PROBLEM TO SOLVE: Return each line of the material below exactly. Begin at the first and end on the line with "staged reveal (drop".

DATA SHOWN:
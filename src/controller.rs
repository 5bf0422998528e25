//! Turn sequencing for a human against the computer.
//!
//! The controller owns the board and applies moves synchronously: every call
//! returns the resulting state immediately, and any staged reveal (drop
//! animations, "thinking" pauses) is left to the renderer working from the
//! returned [`Transition`]s.

use tracing::{debug, info, instrument, warn};

use crate::ai::Agent;
use crate::audio::{AudioSink, SoundCue};
use crate::error::{GameError, StatsError};
use crate::game::{
    find_winning_line, has_connection, is_draw, Board, GameOutcome, Move, Phase, Player,
    Snapshot, Transition, WinningLine,
};
use crate::stats::{GameStats, StatsStore};

pub struct GameController {
    board: Board,
    turn: Player,
    phase: Phase,
    winning_line: Option<WinningLine>,
    history: Vec<Move>,
    agent: Box<dyn Agent>,
    audio: Box<dyn AudioSink>,
    stats: Box<dyn StatsStore>,
}

impl GameController {
    /// Start a new game with the human to move.
    pub fn new(
        agent: Box<dyn Agent>,
        audio: Box<dyn AudioSink>,
        stats: Box<dyn StatsStore>,
    ) -> Self {
        GameController {
            board: Board::new(),
            turn: Player::Human,
            phase: Phase::AwaitingPlayerMove,
            winning_line: None,
            history: Vec::new(),
            agent,
            audio,
            stats,
        }
    }

    pub fn board(&self) -> &Board {
        &self.board
    }

    pub fn turn(&self) -> Player {
        self.turn
    }

    pub fn phase(&self) -> Phase {
        self.phase
    }

    pub fn outcome(&self) -> GameOutcome {
        match self.phase {
            Phase::GameOver(outcome) => outcome,
            _ => GameOutcome::InProgress,
        }
    }

    pub fn winning_line(&self) -> Option<WinningLine> {
        self.winning_line
    }

    /// Moves played since the last reset, oldest first.
    pub fn history(&self) -> &[Move] {
        &self.history
    }

    pub fn agent_name(&self) -> &str {
        self.agent.name()
    }

    pub fn snapshot(&self) -> Snapshot {
        Snapshot {
            board: self.board,
            winning_line: self.winning_line,
            turn: self.turn,
            outcome: self.outcome(),
        }
    }

    pub fn stats(&self) -> GameStats {
        self.stats.stats()
    }

    pub fn reset_stats(&mut self) -> Result<(), StatsError> {
        self.stats.reset_stats()
    }

    pub fn sound_enabled(&self) -> bool {
        self.audio.is_enabled()
    }

    pub fn set_sound_enabled(&mut self, enabled: bool) {
        self.audio.set_enabled(enabled);
    }

    /// Play `column` for `acting`. When the move hands the turn to the
    /// computer, its reply is played too.
    ///
    /// Returns one transition per applied move, in order. On error nothing
    /// changes.
    #[instrument(skip(self))]
    pub fn submit_move(
        &mut self,
        column: usize,
        acting: Player,
    ) -> Result<Vec<Transition>, GameError> {
        let mut transitions = vec![self.apply_move(column, acting)?];

        if self.phase == Phase::AwaitingAiMove {
            match self.play_ai_turn() {
                Ok(Some(reply)) => transitions.push(reply),
                Ok(None) => warn!("agent had no move to offer"),
                Err(err) => warn!(%err, agent = self.agent.name(), "agent move rejected"),
            }
        }

        Ok(transitions)
    }

    /// Ask the agent for its move and apply it. Only valid while the
    /// computer is to move.
    pub fn play_ai_turn(&mut self) -> Result<Option<Transition>, GameError> {
        match self.phase {
            Phase::AwaitingAiMove => {}
            Phase::GameOver(_) => return Err(GameError::GameAlreadyOver),
            Phase::AwaitingPlayerMove | Phase::MoveInFlight => {
                return Err(GameError::NotYourTurn)
            }
        }

        let Some(column) = self.agent.select_action(&self.board, Player::Ai) else {
            return Ok(None);
        };
        self.apply_move(column, Player::Ai).map(Some)
    }

    fn apply_move(&mut self, column: usize, acting: Player) -> Result<Transition, GameError> {
        match self.phase {
            Phase::GameOver(_) => return Err(GameError::GameAlreadyOver),
            Phase::MoveInFlight => return Err(GameError::NotYourTurn),
            Phase::AwaitingPlayerMove | Phase::AwaitingAiMove => {}
        }
        if acting != self.turn {
            return Err(GameError::NotYourTurn);
        }

        let previous = self.phase;
        self.phase = Phase::MoveInFlight;
        let row = match self.board.place(column, acting) {
            Ok(row) => row,
            Err(err) => {
                self.phase = previous;
                return Err(err);
            }
        };

        let mv = Move {
            column,
            player: acting,
        };
        self.history.push(mv);
        self.audio.play(SoundCue::PieceDropped);
        debug!(column, row, player = acting.name(), "piece dropped");

        if has_connection(&self.board, column, row, acting) {
            self.winning_line = find_winning_line(&self.board, acting);
            self.finish(GameOutcome::Win(acting));
        } else if is_draw(&self.board) {
            self.finish(GameOutcome::Draw);
        } else {
            self.turn = acting.other();
            self.phase = match self.turn {
                Player::Human => Phase::AwaitingPlayerMove,
                Player::Ai => Phase::AwaitingAiMove,
            };
        }

        Ok(Transition {
            mv,
            row,
            snapshot: self.snapshot(),
        })
    }

    fn finish(&mut self, outcome: GameOutcome) {
        self.phase = Phase::GameOver(outcome);
        info!(?outcome, moves = self.history.len(), "game over");

        if let GameOutcome::Win(_) = outcome {
            self.audio.play(SoundCue::GameWon);
        }
        if let Err(err) = self.stats.record_outcome(outcome) {
            warn!(%err, "failed to record game outcome");
        }
    }

    /// Start over with an empty board and the human to move. Allowed at any
    /// time, including after the game has ended.
    #[instrument(skip(self))]
    pub fn reset(&mut self) -> Snapshot {
        self.board = Board::new();
        self.turn = Player::Human;
        self.phase = Phase::AwaitingPlayerMove;
        self.winning_line = None;
        self.history.clear();
        info!("new game");
        self.snapshot()
    }
}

EXPECTED ANSWER:
filename src/controller.rs
repository 5bf0422998528e25
//! Turn sequencing for a human against the computer.
//!
//! The controller owns the board and applies moves synchronously: every call
//! returns the resulting state immediately, and any staged reveal (drop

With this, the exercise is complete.